# Problem details:
Show, in full, each line of the data that contains "where".

********

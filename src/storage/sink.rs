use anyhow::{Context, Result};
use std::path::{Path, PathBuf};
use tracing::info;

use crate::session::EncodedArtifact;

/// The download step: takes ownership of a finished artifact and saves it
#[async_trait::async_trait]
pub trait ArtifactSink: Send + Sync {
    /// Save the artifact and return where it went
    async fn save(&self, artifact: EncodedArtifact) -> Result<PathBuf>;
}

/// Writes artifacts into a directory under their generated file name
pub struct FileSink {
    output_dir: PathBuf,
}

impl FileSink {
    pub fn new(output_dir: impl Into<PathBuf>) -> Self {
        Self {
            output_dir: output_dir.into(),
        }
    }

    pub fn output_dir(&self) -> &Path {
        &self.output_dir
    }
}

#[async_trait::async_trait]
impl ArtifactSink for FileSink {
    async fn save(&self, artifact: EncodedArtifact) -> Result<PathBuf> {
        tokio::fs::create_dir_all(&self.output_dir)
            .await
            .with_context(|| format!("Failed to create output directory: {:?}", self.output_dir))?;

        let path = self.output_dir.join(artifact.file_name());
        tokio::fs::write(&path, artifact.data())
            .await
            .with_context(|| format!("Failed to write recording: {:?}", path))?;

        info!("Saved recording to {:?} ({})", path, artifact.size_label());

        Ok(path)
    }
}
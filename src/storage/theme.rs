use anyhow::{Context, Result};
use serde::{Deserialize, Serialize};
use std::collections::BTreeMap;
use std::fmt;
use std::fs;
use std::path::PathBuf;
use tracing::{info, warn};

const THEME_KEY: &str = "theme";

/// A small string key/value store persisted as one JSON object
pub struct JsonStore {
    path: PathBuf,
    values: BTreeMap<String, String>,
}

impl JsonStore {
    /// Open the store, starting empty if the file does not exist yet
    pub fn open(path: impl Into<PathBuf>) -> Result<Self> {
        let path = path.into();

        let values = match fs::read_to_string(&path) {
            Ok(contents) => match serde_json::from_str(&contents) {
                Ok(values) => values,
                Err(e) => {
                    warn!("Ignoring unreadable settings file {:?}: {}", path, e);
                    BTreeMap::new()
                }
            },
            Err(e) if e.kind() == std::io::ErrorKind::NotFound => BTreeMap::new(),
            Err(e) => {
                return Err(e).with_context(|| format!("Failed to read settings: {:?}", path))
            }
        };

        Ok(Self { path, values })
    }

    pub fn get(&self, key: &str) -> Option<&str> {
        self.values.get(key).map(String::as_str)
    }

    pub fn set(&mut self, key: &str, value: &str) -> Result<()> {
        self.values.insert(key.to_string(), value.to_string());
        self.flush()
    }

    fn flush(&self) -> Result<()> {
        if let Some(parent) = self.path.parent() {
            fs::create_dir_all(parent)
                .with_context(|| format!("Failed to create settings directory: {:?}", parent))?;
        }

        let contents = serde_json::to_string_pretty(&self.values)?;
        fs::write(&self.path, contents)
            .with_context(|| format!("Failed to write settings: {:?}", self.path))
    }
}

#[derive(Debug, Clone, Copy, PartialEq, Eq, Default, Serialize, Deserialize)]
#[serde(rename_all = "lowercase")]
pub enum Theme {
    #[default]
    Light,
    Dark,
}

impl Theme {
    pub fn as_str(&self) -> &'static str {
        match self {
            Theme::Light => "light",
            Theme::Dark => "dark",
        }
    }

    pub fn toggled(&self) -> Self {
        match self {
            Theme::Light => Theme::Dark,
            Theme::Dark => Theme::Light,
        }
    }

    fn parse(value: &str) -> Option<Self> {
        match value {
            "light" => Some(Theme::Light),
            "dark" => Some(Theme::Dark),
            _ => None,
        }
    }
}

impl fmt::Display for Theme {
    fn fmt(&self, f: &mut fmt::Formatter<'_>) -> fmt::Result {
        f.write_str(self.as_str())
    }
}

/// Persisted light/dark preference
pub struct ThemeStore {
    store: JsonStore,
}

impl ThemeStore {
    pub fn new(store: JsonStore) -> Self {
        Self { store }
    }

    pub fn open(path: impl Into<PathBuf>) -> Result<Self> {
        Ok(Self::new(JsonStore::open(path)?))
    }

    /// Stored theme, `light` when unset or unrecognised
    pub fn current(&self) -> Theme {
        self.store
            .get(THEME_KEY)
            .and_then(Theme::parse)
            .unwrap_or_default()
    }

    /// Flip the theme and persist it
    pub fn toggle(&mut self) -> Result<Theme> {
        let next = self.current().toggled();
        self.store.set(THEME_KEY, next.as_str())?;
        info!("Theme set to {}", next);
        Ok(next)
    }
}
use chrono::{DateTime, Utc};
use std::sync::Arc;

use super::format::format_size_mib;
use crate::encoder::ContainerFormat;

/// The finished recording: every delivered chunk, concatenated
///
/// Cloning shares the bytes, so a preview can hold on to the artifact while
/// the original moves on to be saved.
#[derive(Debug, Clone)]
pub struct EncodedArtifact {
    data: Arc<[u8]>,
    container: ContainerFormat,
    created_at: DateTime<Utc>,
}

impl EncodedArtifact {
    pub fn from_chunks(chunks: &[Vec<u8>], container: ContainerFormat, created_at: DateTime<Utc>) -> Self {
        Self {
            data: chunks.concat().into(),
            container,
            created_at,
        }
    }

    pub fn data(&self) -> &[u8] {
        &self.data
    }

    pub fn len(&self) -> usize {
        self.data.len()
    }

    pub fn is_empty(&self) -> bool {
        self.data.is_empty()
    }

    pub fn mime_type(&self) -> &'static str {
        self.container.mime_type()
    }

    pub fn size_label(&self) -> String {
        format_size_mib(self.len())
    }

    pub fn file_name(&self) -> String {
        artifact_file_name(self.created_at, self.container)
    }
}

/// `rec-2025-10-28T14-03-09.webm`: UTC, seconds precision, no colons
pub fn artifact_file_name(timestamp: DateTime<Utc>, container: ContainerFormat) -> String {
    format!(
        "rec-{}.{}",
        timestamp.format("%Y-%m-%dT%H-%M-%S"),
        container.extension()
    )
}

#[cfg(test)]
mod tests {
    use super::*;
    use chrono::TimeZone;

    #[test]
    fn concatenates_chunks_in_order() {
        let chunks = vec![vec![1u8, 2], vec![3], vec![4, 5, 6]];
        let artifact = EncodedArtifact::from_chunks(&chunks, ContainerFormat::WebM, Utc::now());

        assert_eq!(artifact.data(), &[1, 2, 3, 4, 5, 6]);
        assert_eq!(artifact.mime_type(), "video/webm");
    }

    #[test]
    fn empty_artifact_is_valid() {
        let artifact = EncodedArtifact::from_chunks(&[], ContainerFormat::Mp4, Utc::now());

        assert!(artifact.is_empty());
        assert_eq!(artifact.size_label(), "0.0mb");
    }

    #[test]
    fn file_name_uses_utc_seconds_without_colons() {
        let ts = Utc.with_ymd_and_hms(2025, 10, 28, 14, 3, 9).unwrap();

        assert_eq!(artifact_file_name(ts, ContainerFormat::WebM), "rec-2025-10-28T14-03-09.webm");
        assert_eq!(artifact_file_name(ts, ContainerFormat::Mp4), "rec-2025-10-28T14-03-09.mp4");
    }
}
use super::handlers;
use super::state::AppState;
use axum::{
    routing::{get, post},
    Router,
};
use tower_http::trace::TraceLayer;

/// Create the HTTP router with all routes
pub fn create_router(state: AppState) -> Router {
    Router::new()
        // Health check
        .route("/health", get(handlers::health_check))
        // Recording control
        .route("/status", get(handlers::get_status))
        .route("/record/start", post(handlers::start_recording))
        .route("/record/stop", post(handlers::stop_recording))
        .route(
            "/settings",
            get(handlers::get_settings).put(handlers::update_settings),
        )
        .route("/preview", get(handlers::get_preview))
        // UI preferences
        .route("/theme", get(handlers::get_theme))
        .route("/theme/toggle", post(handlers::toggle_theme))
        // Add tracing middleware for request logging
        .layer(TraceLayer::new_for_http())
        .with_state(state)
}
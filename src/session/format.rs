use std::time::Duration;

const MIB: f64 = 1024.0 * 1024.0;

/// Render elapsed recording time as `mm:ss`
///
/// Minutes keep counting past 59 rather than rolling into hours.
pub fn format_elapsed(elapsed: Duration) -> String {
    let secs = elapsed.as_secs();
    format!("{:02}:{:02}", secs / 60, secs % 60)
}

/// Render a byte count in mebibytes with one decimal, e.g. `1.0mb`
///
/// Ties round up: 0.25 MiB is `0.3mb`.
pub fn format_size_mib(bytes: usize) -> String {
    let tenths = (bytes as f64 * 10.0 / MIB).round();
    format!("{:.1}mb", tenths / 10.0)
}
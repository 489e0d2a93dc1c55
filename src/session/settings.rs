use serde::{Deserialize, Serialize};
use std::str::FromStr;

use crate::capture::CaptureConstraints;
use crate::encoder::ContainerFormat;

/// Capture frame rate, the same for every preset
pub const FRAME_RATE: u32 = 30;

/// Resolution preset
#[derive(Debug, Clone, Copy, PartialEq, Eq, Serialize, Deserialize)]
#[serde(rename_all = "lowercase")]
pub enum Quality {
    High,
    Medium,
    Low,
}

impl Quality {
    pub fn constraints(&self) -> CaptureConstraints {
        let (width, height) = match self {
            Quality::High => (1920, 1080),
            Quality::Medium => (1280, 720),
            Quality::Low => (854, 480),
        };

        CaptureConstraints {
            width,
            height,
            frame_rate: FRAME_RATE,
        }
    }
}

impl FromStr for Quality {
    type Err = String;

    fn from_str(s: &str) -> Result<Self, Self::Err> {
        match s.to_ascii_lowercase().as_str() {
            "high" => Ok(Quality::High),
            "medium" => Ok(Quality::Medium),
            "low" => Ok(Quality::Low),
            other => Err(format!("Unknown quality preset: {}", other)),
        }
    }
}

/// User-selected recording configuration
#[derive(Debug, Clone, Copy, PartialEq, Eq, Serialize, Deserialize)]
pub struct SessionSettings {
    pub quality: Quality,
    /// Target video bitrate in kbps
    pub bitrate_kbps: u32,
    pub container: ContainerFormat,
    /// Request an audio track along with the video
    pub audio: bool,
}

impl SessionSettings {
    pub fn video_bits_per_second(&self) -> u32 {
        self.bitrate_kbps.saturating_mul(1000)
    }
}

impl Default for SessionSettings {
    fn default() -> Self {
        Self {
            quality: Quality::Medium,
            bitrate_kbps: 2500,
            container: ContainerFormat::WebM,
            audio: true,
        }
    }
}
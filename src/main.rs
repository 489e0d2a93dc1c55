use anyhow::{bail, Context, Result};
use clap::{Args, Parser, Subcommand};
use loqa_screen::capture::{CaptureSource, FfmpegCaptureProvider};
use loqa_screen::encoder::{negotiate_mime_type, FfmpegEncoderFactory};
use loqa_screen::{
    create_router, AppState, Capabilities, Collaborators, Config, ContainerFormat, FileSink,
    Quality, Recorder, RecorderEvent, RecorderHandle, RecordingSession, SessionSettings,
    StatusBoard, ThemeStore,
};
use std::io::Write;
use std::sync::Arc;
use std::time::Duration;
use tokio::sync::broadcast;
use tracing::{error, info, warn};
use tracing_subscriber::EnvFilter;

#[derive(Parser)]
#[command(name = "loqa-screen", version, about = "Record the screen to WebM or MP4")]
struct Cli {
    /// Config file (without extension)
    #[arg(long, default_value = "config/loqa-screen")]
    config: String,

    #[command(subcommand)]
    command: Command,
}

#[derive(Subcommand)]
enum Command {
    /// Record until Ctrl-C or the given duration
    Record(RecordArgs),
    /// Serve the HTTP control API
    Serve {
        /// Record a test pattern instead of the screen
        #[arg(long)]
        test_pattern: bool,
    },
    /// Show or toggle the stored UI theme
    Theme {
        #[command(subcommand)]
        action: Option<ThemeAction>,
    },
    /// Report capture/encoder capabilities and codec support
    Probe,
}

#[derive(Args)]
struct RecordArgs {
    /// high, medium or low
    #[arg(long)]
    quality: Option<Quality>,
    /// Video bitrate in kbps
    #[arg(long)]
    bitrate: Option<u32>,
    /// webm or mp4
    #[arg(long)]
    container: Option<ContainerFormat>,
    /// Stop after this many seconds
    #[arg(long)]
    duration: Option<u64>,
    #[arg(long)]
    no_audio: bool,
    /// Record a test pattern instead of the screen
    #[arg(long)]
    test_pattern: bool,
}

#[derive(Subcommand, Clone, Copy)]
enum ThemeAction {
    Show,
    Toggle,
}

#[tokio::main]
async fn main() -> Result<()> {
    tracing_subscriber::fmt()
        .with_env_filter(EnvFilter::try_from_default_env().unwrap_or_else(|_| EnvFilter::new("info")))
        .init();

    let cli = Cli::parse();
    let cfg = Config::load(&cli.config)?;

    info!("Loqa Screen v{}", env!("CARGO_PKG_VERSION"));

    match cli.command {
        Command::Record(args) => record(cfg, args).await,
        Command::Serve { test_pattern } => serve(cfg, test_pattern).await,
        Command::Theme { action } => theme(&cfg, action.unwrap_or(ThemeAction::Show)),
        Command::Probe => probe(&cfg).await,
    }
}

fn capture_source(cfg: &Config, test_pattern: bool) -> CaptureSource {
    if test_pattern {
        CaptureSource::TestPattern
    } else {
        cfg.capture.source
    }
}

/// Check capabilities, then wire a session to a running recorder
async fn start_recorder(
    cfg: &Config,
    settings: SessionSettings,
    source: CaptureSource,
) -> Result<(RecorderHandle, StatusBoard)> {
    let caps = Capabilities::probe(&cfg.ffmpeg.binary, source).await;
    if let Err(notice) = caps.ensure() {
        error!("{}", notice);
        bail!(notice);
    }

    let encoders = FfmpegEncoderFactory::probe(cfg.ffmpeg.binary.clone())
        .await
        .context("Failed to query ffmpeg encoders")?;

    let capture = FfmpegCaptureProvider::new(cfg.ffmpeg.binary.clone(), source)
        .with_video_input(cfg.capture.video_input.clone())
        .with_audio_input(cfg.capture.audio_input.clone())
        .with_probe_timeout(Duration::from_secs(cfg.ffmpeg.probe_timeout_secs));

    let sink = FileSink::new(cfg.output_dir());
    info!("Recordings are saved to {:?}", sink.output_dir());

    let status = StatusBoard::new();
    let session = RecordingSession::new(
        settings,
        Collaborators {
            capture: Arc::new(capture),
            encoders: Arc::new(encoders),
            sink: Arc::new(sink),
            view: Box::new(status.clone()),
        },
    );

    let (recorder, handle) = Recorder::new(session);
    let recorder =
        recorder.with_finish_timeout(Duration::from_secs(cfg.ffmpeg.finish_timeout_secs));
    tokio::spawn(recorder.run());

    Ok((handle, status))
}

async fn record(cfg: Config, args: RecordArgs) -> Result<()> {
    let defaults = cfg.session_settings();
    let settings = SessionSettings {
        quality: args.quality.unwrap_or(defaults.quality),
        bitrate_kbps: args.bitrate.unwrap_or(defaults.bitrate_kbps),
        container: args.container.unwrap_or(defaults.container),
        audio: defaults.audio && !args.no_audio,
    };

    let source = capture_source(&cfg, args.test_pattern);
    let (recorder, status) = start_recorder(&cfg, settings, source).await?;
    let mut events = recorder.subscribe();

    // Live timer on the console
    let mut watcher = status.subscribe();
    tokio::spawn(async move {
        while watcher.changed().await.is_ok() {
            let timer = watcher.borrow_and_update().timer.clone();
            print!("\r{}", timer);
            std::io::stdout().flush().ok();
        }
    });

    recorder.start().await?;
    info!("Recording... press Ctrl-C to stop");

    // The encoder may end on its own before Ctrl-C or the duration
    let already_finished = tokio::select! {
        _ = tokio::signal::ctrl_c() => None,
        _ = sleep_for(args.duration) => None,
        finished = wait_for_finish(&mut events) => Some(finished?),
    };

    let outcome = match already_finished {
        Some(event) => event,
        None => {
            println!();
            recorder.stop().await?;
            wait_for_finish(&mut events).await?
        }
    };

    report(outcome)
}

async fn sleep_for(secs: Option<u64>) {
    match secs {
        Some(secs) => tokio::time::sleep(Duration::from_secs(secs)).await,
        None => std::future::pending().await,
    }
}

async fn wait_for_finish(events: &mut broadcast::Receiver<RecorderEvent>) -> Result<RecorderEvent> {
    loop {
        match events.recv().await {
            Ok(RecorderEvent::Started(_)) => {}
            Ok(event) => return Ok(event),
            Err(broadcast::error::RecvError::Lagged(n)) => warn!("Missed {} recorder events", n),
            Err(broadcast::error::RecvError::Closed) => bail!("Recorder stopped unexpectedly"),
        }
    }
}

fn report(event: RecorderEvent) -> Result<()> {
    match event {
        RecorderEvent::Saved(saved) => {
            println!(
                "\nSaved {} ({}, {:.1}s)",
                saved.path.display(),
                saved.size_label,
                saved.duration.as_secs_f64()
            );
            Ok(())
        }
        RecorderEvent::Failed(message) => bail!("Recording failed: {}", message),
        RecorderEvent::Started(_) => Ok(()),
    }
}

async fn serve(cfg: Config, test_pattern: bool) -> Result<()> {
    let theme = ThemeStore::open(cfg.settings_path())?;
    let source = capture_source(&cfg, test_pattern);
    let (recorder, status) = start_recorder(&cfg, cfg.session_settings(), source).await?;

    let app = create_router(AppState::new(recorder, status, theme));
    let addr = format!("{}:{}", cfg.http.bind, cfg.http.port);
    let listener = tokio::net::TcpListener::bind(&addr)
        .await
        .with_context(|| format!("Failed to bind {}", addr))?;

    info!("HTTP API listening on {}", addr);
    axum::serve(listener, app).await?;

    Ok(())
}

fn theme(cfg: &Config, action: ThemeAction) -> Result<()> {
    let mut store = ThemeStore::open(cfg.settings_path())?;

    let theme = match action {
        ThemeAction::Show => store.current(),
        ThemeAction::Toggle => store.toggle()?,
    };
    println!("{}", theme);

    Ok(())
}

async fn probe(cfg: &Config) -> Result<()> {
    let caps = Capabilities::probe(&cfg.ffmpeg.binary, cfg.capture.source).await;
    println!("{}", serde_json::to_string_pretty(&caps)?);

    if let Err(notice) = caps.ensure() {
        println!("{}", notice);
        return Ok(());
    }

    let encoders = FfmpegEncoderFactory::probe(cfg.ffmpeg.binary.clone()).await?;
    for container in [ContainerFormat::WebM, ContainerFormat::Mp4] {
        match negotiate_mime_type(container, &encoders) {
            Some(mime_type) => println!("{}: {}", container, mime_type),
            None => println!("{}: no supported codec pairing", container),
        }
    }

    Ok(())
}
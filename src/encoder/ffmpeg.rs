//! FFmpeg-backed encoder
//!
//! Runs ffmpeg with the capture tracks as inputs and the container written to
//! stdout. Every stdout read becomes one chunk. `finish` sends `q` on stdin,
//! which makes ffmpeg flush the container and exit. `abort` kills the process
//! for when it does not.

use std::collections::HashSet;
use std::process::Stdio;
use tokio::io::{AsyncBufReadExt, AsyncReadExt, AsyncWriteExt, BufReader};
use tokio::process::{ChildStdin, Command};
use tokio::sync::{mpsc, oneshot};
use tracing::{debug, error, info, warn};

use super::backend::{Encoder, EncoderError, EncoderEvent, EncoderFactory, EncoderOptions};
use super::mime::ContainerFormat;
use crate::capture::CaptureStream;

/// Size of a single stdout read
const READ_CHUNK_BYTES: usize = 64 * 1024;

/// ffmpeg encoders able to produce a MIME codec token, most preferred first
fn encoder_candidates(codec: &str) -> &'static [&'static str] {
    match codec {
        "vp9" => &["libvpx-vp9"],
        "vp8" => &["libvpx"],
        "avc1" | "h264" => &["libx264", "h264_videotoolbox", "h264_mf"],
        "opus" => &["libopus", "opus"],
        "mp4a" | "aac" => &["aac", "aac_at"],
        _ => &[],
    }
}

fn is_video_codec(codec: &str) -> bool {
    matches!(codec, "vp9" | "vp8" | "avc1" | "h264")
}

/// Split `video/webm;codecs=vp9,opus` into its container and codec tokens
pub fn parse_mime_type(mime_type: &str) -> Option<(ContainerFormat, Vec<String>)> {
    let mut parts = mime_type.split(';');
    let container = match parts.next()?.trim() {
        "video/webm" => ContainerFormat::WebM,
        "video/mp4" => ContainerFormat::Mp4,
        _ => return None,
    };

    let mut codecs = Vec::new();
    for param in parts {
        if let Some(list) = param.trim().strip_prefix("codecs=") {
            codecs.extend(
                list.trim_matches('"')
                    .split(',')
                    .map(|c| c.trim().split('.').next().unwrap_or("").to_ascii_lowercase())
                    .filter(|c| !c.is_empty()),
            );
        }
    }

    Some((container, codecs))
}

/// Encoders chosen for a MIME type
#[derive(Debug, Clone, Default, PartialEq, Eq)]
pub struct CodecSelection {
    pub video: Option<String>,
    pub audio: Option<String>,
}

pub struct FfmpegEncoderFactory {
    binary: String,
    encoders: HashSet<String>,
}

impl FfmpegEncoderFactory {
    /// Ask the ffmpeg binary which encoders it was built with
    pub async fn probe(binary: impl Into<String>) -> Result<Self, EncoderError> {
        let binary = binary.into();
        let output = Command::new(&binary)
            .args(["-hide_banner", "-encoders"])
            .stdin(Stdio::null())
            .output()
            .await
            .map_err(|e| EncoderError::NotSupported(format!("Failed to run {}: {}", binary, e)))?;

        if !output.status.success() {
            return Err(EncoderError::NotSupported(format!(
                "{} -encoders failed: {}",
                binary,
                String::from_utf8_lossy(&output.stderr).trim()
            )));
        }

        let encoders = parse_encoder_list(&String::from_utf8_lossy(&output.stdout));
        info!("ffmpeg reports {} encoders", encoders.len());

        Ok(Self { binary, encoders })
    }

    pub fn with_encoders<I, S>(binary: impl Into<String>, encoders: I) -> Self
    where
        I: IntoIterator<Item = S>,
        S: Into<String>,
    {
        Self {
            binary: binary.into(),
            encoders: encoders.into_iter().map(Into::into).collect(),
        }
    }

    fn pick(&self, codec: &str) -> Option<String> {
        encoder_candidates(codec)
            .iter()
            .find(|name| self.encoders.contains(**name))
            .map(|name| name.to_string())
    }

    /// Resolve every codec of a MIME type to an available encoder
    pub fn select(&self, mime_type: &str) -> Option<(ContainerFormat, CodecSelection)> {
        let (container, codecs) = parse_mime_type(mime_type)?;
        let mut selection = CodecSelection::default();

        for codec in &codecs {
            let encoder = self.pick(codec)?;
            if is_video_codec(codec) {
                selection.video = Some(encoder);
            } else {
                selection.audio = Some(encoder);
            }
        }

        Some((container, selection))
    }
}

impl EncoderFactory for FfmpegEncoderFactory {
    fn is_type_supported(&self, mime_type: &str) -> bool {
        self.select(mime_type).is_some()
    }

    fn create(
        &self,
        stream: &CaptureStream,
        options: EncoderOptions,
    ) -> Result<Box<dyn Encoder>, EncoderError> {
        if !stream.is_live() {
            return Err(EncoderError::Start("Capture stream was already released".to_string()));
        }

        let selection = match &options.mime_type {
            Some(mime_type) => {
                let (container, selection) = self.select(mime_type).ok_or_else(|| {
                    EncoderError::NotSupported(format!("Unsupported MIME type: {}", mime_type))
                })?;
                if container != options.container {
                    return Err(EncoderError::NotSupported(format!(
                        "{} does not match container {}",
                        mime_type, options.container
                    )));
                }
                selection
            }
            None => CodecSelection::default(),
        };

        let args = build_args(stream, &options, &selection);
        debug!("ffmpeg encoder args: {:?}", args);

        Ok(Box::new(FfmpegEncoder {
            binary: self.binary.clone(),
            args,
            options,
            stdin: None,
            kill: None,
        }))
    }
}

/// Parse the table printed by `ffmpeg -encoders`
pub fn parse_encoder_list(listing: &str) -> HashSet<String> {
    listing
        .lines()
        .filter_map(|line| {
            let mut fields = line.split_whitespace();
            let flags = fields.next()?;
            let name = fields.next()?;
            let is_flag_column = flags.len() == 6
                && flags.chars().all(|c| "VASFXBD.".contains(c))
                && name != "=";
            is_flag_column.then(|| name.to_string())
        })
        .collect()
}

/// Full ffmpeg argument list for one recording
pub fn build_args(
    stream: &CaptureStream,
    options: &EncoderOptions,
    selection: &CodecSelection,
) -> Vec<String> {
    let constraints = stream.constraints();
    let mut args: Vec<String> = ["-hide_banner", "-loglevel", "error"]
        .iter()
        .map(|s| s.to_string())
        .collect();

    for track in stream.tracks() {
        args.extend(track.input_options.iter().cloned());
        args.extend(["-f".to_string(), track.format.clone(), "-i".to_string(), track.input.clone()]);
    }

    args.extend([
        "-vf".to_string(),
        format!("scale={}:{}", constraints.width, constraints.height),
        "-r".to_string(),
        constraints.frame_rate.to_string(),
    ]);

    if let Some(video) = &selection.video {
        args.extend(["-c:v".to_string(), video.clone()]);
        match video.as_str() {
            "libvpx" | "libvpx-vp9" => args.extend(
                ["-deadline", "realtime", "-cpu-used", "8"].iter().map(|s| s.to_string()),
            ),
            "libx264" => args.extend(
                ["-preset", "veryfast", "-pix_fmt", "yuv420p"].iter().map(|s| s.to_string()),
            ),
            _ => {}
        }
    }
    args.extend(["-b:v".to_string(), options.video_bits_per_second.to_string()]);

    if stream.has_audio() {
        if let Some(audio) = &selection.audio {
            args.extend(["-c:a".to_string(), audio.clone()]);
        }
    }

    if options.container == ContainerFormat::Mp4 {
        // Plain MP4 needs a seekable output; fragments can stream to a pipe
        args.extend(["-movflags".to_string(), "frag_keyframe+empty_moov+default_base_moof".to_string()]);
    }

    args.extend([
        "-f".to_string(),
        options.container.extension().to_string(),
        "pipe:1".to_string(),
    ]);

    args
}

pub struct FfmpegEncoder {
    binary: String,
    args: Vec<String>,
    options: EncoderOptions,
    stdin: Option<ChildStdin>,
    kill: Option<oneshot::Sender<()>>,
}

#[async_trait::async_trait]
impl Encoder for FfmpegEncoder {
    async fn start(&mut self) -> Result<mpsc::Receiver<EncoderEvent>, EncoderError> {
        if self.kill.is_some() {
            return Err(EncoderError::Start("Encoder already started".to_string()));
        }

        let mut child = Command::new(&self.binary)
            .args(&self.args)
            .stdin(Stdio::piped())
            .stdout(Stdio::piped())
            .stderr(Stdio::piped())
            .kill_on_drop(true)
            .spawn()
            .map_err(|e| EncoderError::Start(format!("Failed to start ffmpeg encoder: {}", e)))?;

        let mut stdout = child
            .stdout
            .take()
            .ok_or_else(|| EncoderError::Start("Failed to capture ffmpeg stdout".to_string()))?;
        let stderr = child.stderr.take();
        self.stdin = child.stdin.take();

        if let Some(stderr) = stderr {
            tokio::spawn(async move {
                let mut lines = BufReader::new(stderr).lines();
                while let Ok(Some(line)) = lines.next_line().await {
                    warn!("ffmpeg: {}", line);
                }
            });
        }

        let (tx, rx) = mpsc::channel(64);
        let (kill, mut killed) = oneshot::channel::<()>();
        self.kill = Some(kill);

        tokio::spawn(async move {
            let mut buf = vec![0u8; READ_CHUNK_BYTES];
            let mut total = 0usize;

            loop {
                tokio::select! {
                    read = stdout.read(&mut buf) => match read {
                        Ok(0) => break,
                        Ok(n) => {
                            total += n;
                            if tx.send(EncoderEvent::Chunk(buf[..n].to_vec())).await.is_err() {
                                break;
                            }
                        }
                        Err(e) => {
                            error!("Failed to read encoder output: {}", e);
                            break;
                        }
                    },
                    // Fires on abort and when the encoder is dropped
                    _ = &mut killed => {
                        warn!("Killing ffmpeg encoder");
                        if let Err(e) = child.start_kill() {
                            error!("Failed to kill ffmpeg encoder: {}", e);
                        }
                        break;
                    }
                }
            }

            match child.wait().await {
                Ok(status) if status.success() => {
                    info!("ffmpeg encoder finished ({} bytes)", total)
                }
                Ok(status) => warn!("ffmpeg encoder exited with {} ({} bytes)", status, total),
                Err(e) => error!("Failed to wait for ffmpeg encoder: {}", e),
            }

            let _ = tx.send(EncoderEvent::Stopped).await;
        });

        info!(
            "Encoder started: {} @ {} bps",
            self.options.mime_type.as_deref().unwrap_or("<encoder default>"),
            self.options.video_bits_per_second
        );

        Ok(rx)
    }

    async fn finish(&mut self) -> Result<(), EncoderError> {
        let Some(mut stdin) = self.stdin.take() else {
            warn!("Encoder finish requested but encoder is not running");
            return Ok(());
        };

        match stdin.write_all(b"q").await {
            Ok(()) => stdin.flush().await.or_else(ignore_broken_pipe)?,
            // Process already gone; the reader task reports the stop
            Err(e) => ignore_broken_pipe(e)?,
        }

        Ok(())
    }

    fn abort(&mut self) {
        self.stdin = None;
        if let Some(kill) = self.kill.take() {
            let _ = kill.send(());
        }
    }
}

********

# Result for this task:
    /// Save the artifact and return where it went
    where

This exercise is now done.